I nuclei galattici attivi sono tra le strutture più luminose dell’Universo, e si ritiene consistano in Supmassion Holy Holes circondati da un discoteca di accrescimento (materia che precipita costantemente al suo interno) che si riscalda per attrito e produce radiazioni elettromagnetiche. Per giustificare le osservazioni del telescopio Webb, i buchi neri in questione dovrebbero essere realmente enormie in numero elevatissimo. Un altro particolare che mal si adatta ai modelli cosmologici disponibili.
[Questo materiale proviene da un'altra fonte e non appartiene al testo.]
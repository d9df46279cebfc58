#![allow(dead_code)]

use chrono::{DateTime, Local, TimeZone, Utc};
use mockable::Clock;
use planner_core::{MemoryBackend, PersistenceAdapter, TaskStore};

/// Clock frozen at one local instant.
#[derive(Debug, Clone, Copy)]
pub struct FixedClock {
    now: DateTime<Local>,
}

impl FixedClock {
    pub fn at(now: DateTime<Local>) -> Self {
        Self { now }
    }
}

impl Clock for FixedClock {
    fn local(&self) -> DateTime<Local> {
        self.now
    }

    fn utc(&self) -> DateTime<Utc> {
        self.now.with_timezone(&Utc)
    }
}

pub fn local(year: i32, month: u32, day: u32, hour: u32) -> DateTime<Local> {
    Local
        .with_ymd_and_hms(year, month, day, hour, 0, 0)
        .unwrap()
}

/// Noon on 2024-05-01, local time.
pub fn noon_clock() -> FixedClock {
    FixedClock::at(local(2024, 5, 1, 12))
}

pub fn memory_store(backend: &MemoryBackend) -> TaskStore<FixedClock> {
    TaskStore::with_clock(PersistenceAdapter::new(backend.clone()), noon_clock())
}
E che lascia pensare a molti astronomi che, anche in questo caso, la spiegazione del mistero andrebbe cercata altrove.
La nuova ricerca
Tra i team interessati a risolvere il mistero c’è quello del programma Rubies (Sondaggi rossi: sondaggio extragalattico a infrarossi luminosi), Guida Dall’astronoma Anna de Graaff del Max Planck Institute for Astronomy. Nel loro ultimo lavoro, i ricercatori descrivono i risultati di una campagna di osservazioni effettuata lo scorso anno con lo spettrografo del telescopio James Webb.
“In questo dataset abbiamo individuato 35 piccoli puntini rossi, molti dei quali erano già stati osservati utilizzando e immagini rilasciate da Jwst”, racconta Raphael HvidingDel Max Planck Institute for Astronomy. “Quelli che sono risultati nuovi, però, sono anche quelle che si sono rivelati più estremi ed affascinanti“.
Uno su tutti, un oggetto battezzato dai ricercatori “La scogliera”, caratterizzato da un repentino e picco nella regione ultravioletta del suo spettro (da qui il nome). Incuriositi, i ricercatori hanno tentato di replicare le caratteristiche spettroscopiche dell’oggetto utilizzando una serie di simulazioni in cui il puntino rosso in questione era una galassia estremamente densa o un nucleo galattico attivo, senza ottenere successo. A questo punto, hanno provato ad elaborare un’altra ipotesi.
La stella buco nero
Il nuovo modello messo alla prova prevede un nucleo galattico attivoe quindi un buco nero supermassiccio con il suo discoteca di accrescimentocircondato però non da polvere cosmica, ma da uno spesso strato di idrogeno. In questo senso, quindi, somiglierebbe ad una stella: come una stella, avrebbe un nucleo che riscalda gli strati gassosi più esterniche in questo caso non è però un nucleo stellare alimentato dalla fusione nucleare, ma un buco nero con il suo disco di accrescimento riscaldato dall’attrito.
Messo alla prova con le loro simulazioni, questo modello è risultato in grado di spiegare le caratteristiche dei puntini rossi molto meglio delle due ipotesi precedenti. Questo non significa che il caso sia chiuso. Rimangono molti elementi oscuri e domande senza risposta: come si formerebbero simili oggetti cosmici? Come fa l’idrogeno che li incapsula a non esaurirsi rapidamente (e da dove viene il materiale con cui si ricarica questo guscio gassoso)?
Serviranno anni per approfondire questi aspetti, e stabilire se questi strani buchi neri hanno buone probabilità di esistere davvero, e se possono spiegare l’esistenza dei piccoli puntini rossi osservati dal James Webb. Si tratta comunque di un’ipotesi promettente, che continuerà ad essere testata dai suoi autori nel corso di nuove campagne di osservazione con il telescopio spaziale.